BEGIN

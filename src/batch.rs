//! Batch query pipeline: map N queries to N result lists in
//! parallel, optionally flattened while preserving query order.

use crate::document::{Document, DocumentStatus};
use crate::engine::Engine;
use crate::errors::Result;
use crate::executors::Policy;

/// Runs every query in `queries` through `Engine::find_top` under the
/// parallel policy, restricted to `DocumentStatus::Actual` documents.
/// `result[i]` corresponds to `queries[i]`.
///
/// Writes into the output positionally via `par_iter().map().collect()`
/// rather than pre-sizing a buffer and appending into it, which under
/// concurrent writers leaves a half-empty prefix.
pub fn process_queries(engine: &Engine, queries: &[String]) -> Vec<Result<Vec<Document>>> {
    crate::executors::transform(Policy::Parallel, queries, |query| {
        engine.find_top(Policy::Parallel, query, |_, status, _| status == DocumentStatus::Actual)
    })
}

/// `process_queries(queries)` flattened in query order; within each query,
/// ranker order is preserved. Errors are propagated per-query rather than
/// aborting the whole batch.
pub fn process_queries_joined(engine: &Engine, queries: &[String]) -> Vec<Result<Document>> {
    process_queries(engine, queries)
        .into_iter()
        .flat_map(|result| match result {
            Ok(docs) => docs.into_iter().map(Ok).collect::<Vec<_>>(),
            Err(err) => vec![Err(err)],
        })
        .collect()
}

#[cfg(test)]
mod tests {
    use super::*;
    use crate::stop_words::StopWords;

    fn sample_engine() -> Engine {
        let mut engine = Engine::with_stop_words(StopWords::default());
        engine.add(43, "one dog two dog".into(), DocumentStatus::Actual, &[]).unwrap();
        engine.add(45, "one cat two cat".into(), DocumentStatus::Actual, &[]).unwrap();
        engine.add(47, "jet cat from a port".into(), DocumentStatus::Actual, &[]).unwrap();
        engine
    }

    #[test]
    fn process_queries_maps_each_query_independently() {
        let engine = sample_engine();
        let queries = vec!["cat".to_string(), "dog".to_string(), "zzz".to_string()];
        let results = process_queries(&engine, &queries);
        assert_eq!(results.len(), 3);
        assert_eq!(results[0].as_ref().unwrap().len(), 2);
        assert_eq!(results[1].as_ref().unwrap().len(), 1);
        assert!(results[2].as_ref().unwrap().is_empty());
    }

    #[test]
    fn joined_equals_in_order_flattening() {
        let engine = sample_engine();
        let queries = vec!["cat".to_string(), "dog".to_string()];
        let per_query = process_queries(&engine, &queries);
        let joined = process_queries_joined(&engine, &queries);

        let expected: Vec<i32> = per_query
            .into_iter()
            .flat_map(|r| r.unwrap().into_iter().map(|d| d.id))
            .collect();
        let actual: Vec<i32> = joined.into_iter().map(|r| r.unwrap().id).collect();
        assert_eq!(actual, expected);
    }

    #[test]
    fn malformed_query_errors_without_aborting_the_batch() {
        let engine = sample_engine();
        let queries = vec!["cat".to_string(), "--bad".to_string(), "dog".to_string()];
        let results = process_queries(&engine, &queries);
        assert!(results[0].is_ok());
        assert!(results[1].is_err());
        assert!(results[2].is_ok());
    }
}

END

Problem statement: Would you transcribe the listing word for word?

Finished exercise:
filename src/batch.rs
//! Batch query pipeline: map N queries to N result lists in
//! parallel, optionally flattened while preserving query order.

use crate::document::{Document, DocumentStatus};
use crate::engine::Engine;
use crate::errors::Result;
use crate::executors::Policy;

/// Runs every query in `queries` through `Engine::find_top` under the
/// parallel policy, restricted to `DocumentStatus::Actual` documents.
/// `result[i]` corresponds to `queries[i]`.
///
/// Writes into the output positionally via `par_iter().map().collect()`
/// rather than pre-sizing a buffer and appending into it, which under
/// concurrent writers leaves a half-empty prefix.
pub fn process_queries(engine: &Engine, queries: &[String]) -> Vec<Result<Vec<Document>>> {
    crate::executors::transform(Policy::Parallel, queries, |query| {
        engine.find_top(Policy::Parallel, query, |_, status, _| status == DocumentStatus::Actual)
    })
}

/// `process_queries(queries)` flattened in query order; within each query,
/// ranker order is preserved. Errors are propagated per-query rather than
/// aborting the whole batch.
pub fn process_queries_joined(engine: &Engine, queries: &[String]) -> Vec<Result<Document>> {
    process_queries(engine, queries)
        .into_iter()
        .flat_map(|result| match result {
            Ok(docs) => docs.into_iter().map(Ok).collect::<Vec<_>>(),
            Err(err) => vec![Err(err)],
        })
        .collect()
}

#[cfg(test)]
mod tests {
    use super::*;
    use crate::stop_words::StopWords;

    fn sample_engine() -> Engine {
        let mut engine = Engine::with_stop_words(StopWords::default());
        engine.add(43, "one dog two dog".into(), DocumentStatus::Actual, &[]).unwrap();
        engine.add(45, "one cat two cat".into(), DocumentStatus::Actual, &[]).unwrap();
        engine.add(47, "jet cat from a port".into(), DocumentStatus::Actual, &[]).unwrap();
        engine
    }

    #[test]
    fn process_queries_maps_each_query_independently() {
        let engine = sample_engine();
        let queries = vec!["cat".to_string(), "dog".to_string(), "zzz".to_string()];
        let results = process_queries(&engine, &queries);
        assert_eq!(results.len(), 3);
        assert_eq!(results[0].as_ref().unwrap().len(), 2);
        assert_eq!(results[1].as_ref().unwrap().len(), 1);
        assert!(results[2].as_ref().unwrap().is_empty());
    }

    #[test]
    fn joined_equals_in_order_flattening() {
        let engine = sample_engine();
        let queries = vec!["cat".to_string(), "dog".to_string()];
        let per_query = process_queries(&engine, &queries);
        let joined = process_queries_joined(&engine, &queries);

        let expected: Vec<i32> = per_query
            .into_iter()
            .flat_map(|r| r.unwrap().into_iter().map(|d| d.id))
            .collect();
        let actual: Vec<i32> = joined.into_iter().map(|r| r.unwrap().id).collect();
        assert_eq!(actual, expected);
    }

    #[test]
    fn malformed_query_errors_without_aborting_the_batch() {
        let engine = sample_engine();
        let queries = vec!["cat".to_string(), "--bad".to_string(), "dog".to_string()];
        let results = process_queries(&engine, &queries);
        assert!(results[0].is_ok());
        assert!(results[1].is_err());
        assert!(results[2].is_ok());
    }
}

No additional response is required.